§ Task statement
Every entry must be output exactly as it was written.

*** Opening of Data records ***

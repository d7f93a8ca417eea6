//! Location of the configuration directory and the files inside it.

use crate::constants;
use anyhow::{Context, Result};
use std::env;
use std::path::PathBuf;

pub const CONFIG_ENV: &str = "PASSBOOK_CONFIG";

#[derive(Debug, Clone)]
pub struct ConfigPaths {
    pub dir: PathBuf,
    pub config_file: PathBuf,
    pub lock_file: PathBuf,
}

impl ConfigPaths {
    /// Resolve from an explicit config file, `PASSBOOK_CONFIG`, or `~/.passbook`.
    pub fn resolve(config_arg: Option<PathBuf>) -> Result<Self> {
        if let Some(file) = config_arg {
            return Ok(Self::from_file(file));
        }
        if let Ok(file) = env::var(CONFIG_ENV) {
            if !file.is_empty() {
                return Ok(Self::from_file(PathBuf::from(file)));
            }
        }
        let home = dirs::home_dir().context("cannot determine home directory")?;
        Ok(Self::from_dir(home.join(constants::CONFIG_DIR_NAME)))
    }

    pub fn from_dir(dir: PathBuf) -> Self {
        let config_file = dir.join(constants::CONFIG_FILE_NAME);
        let lock_file = dir.join(constants::LOCK_FILE_NAME);
        Self {
            dir,
            config_file,
            lock_file,
        }
    }

    /// The lock lives beside an explicitly chosen config file.
    pub fn from_file(config_file: PathBuf) -> Self {
        let dir = config_file
            .parent()
            .filter(|p| !p.as_os_str().is_empty())
            .map(PathBuf::from)
            .unwrap_or_else(|| PathBuf::from("."));
        let lock_file = dir.join(constants::LOCK_FILE_NAME);
        Self {
            dir,
            config_file,
            lock_file,
        }
    }
}

impl std::fmt::Display for ConfigPaths {
    fn fmt(&self, f: &mut std::fmt::Formatter<'_>) -> std::fmt::Result {
        write!(f, "{}", self.config_file.display())
    }
}

#[cfg(test)]
mod tests {
    use super::*;

    #[test]
    fn test_from_dir() {
        let paths = ConfigPaths::from_dir(PathBuf::from("/home/u/.passbook"));
        assert_eq!(paths.config_file, PathBuf::from("/home/u/.passbook/config.toml"));
        assert_eq!(paths.lock_file, PathBuf::from("/home/u/.passbook/store.lock"));
    }

    #[test]
    fn test_from_file_puts_lock_beside_it() {
        let paths = ConfigPaths::from_file(PathBuf::from("/etc/pb/custom.toml"));
        assert_eq!(paths.dir, PathBuf::from("/etc/pb"));
        assert_eq!(paths.lock_file, PathBuf::from("/etc/pb/store.lock"));
        let bare = ConfigPaths::from_file(PathBuf::from("custom.toml"));
        assert_eq!(bare.lock_file, PathBuf::from("./store.lock"));
    }

    #[test]
    fn test_explicit_arg_wins() {
        let paths = ConfigPaths::resolve(Some(PathBuf::from("/x/c.toml"))).unwrap();
        assert_eq!(paths.config_file, PathBuf::from("/x/c.toml"));
    }
}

*** Close of Data records ***

§ Solved exercise
repository d7f93a8ca417eea6
//! Location of the configuration directory and the files inside it.

use crate::constants;
use anyhow::{Context, Result};
use std::env;
use std::path::PathBuf;

pub const CONFIG_ENV: &str = "PASSBOOK_CONFIG";

#[derive(Debug, Clone)]
pub struct ConfigPaths {
    pub dir: PathBuf,
    pub config_file: PathBuf,
    pub lock_file: PathBuf,
}

impl ConfigPaths {
    /// Resolve from an explicit config file, `PASSBOOK_CONFIG`, or `~/.passbook`.
    pub fn resolve(config_arg: Option<PathBuf>) -> Result<Self> {
        if let Some(file) = config_arg {
            return Ok(Self::from_file(file));
        }
        if let Ok(file) = env::var(CONFIG_ENV) {
            if !file.is_empty() {
                return Ok(Self::from_file(PathBuf::from(file)));
            }
        }
        let home = dirs::home_dir().context("cannot determine home directory")?;
        Ok(Self::from_dir(home.join(constants::CONFIG_DIR_NAME)))
    }

    pub fn from_dir(dir: PathBuf) -> Self {
        let config_file = dir.join(constants::CONFIG_FILE_NAME);
        let lock_file = dir.join(constants::LOCK_FILE_NAME);
        Self {
            dir,
            config_file,
            lock_file,
        }
    }

    /// The lock lives beside an explicitly chosen config file.
    pub fn from_file(config_file: PathBuf) -> Self {
        let dir = config_file
            .parent()
            .filter(|p| !p.as_os_str().is_empty())
            .map(PathBuf::from)
            .unwrap_or_else(|| PathBuf::from("."));
        let lock_file = dir.join(constants::LOCK_FILE_NAME);
        Self {
            dir,
            config_file,
            lock_file,
        }
    }
}

impl std::fmt::Display for ConfigPaths {
    fn fmt(&self, f: &mut std::fmt::Formatter<'_>) -> std::fmt::Result {
        write!(f, "{}", self.config_file.display())
    }
}

#[cfg(test)]
mod tests {
    use super::*;

    #[test]
    fn test_from_dir() {
        let paths = ConfigPaths::from_dir(PathBuf::from("/home/u/.passbook"));
        assert_eq!(paths.config_file, PathBuf::from("/home/u/.passbook/config.toml"));
        assert_eq!(paths.lock_file, PathBuf::from("/home/u/.passbook/store.lock"));
    }

    #[test]
    fn test_from_file_puts_lock_beside_it() {
        let paths = ConfigPaths::from_file(PathBuf::from("/etc/pb/custom.toml"));
        assert_eq!(paths.dir, PathBuf::from("/etc/pb"));
        assert_eq!(paths.lock_file, PathBuf::from("/etc/pb/store.lock"));
        let bare = ConfigPaths::from_file(PathBuf::from("custom.toml"));
        assert_eq!(bare.lock_file, PathBuf::from("./store.lock"));
    }

    #[test]
    fn test_explicit_arg_wins() {
        let paths = ConfigPaths::resolve(Some(PathBuf::from("/x/c.toml"))).unwrap();
        assert_eq!(paths.config_file, PathBuf::from("/x/c.toml"));
    }
}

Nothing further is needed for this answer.